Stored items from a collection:
*** Begin section ***

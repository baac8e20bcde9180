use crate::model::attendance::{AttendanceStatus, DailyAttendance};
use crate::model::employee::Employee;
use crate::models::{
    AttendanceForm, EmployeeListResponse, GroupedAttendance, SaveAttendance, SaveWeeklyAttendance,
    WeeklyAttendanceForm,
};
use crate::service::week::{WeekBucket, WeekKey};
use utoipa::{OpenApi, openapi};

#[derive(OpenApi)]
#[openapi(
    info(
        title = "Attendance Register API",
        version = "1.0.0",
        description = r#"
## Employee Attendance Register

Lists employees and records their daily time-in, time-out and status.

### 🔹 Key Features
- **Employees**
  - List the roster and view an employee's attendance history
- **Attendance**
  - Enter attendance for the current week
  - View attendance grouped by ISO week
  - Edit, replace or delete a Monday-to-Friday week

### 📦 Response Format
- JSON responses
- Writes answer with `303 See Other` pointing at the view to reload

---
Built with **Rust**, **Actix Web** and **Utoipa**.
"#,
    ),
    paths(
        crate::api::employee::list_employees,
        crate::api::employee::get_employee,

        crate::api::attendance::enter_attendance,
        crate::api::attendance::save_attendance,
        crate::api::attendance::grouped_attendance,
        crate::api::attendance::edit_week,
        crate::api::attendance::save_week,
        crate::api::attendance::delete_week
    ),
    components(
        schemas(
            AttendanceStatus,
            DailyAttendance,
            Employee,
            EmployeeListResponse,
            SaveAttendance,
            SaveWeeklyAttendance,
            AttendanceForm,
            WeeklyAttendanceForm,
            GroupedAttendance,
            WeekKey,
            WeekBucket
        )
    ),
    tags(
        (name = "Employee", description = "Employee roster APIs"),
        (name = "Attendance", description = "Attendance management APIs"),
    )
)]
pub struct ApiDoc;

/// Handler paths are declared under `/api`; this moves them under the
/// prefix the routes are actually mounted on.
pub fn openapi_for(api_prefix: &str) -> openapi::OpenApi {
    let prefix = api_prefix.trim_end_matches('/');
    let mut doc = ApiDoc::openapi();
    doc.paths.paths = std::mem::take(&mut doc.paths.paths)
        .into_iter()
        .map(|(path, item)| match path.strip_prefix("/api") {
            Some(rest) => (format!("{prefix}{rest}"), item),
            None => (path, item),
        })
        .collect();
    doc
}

*** End section ***
*** Begin section ***

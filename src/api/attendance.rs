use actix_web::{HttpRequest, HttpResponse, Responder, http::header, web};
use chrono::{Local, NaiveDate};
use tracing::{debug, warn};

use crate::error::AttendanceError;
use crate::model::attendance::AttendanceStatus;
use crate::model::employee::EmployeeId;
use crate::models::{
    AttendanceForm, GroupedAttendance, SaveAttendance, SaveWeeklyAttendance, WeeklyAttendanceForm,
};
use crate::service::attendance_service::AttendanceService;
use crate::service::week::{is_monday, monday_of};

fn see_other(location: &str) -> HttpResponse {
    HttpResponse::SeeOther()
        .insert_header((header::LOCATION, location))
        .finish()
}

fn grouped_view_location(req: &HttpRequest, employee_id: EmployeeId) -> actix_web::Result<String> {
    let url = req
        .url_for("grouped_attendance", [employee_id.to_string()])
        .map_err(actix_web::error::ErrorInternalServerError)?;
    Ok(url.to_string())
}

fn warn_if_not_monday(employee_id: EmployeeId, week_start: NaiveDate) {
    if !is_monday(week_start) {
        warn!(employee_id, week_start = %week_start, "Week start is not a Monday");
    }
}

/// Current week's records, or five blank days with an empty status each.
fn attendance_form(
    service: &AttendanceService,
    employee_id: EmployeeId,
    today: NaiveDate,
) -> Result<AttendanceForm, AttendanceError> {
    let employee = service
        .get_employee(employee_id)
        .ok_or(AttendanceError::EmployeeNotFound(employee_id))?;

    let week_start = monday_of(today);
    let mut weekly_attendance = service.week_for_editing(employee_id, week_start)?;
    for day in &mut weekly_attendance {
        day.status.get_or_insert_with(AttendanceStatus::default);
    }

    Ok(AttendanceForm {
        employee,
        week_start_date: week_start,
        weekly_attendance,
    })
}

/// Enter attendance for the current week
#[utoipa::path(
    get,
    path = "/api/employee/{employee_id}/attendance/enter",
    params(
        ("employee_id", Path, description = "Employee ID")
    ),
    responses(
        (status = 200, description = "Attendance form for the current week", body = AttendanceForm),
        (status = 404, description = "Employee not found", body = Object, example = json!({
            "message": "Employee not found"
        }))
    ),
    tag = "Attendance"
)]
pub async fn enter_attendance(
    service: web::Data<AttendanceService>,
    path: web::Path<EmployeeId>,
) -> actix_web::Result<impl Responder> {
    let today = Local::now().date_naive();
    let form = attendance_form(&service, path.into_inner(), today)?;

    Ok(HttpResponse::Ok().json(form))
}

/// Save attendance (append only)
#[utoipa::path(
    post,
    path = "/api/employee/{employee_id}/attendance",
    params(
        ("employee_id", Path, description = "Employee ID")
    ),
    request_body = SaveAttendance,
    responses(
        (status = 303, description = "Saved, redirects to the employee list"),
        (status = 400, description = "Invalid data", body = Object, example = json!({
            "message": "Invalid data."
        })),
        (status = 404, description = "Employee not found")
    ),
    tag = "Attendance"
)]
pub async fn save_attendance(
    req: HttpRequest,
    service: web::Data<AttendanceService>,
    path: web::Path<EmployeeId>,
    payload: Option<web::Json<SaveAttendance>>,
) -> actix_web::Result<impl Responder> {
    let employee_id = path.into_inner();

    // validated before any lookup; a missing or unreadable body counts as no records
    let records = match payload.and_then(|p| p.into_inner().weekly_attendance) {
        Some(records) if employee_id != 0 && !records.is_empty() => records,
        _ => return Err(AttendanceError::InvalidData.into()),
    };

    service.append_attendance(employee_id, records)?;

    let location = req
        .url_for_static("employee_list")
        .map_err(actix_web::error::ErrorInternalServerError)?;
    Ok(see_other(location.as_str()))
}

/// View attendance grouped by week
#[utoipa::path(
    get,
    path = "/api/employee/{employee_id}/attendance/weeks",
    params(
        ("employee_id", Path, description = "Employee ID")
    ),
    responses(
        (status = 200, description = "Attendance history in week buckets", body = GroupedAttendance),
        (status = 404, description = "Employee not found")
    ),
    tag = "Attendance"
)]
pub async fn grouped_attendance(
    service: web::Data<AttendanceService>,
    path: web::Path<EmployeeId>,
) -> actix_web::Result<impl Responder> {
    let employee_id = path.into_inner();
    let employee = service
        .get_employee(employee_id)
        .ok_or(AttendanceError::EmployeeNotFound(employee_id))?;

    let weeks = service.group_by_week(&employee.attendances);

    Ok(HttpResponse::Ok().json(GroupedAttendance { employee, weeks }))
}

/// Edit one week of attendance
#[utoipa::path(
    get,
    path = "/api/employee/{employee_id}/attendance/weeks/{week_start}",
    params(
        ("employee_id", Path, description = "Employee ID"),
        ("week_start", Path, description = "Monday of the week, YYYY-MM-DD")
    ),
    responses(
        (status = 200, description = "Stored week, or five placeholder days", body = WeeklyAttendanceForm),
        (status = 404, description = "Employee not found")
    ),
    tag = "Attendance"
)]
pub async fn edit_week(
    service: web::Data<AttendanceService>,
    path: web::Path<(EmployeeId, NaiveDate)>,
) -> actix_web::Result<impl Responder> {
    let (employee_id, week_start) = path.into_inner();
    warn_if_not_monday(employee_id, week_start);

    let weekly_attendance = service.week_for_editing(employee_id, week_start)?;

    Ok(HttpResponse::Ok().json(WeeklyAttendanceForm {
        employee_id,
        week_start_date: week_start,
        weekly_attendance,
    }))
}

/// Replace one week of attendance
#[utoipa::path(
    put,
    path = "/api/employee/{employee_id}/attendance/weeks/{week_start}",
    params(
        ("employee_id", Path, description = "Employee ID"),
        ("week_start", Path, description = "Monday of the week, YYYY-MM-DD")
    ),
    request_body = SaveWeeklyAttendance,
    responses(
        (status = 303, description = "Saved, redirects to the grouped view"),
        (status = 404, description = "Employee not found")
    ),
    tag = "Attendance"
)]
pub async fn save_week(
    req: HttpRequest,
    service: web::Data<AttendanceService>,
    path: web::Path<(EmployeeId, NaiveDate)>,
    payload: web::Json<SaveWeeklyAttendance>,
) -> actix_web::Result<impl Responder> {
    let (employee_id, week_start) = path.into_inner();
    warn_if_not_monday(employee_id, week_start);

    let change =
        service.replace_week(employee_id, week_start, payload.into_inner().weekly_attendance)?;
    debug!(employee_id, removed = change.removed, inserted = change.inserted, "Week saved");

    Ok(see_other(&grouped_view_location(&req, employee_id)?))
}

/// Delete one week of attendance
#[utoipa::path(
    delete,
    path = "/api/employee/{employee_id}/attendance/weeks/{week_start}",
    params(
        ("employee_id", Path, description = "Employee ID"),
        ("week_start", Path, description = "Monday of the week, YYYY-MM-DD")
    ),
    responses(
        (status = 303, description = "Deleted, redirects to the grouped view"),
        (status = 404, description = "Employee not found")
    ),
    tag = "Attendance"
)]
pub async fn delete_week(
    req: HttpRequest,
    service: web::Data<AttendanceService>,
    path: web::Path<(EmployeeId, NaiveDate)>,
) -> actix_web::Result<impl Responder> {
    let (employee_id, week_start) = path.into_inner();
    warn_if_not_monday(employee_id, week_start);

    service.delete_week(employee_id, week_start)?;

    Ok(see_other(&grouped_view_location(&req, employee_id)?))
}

*** End section ***

Show all lines in the entries above where the word "Register" appears.

        title = "Attendance Register API",
## Employee Attendance Register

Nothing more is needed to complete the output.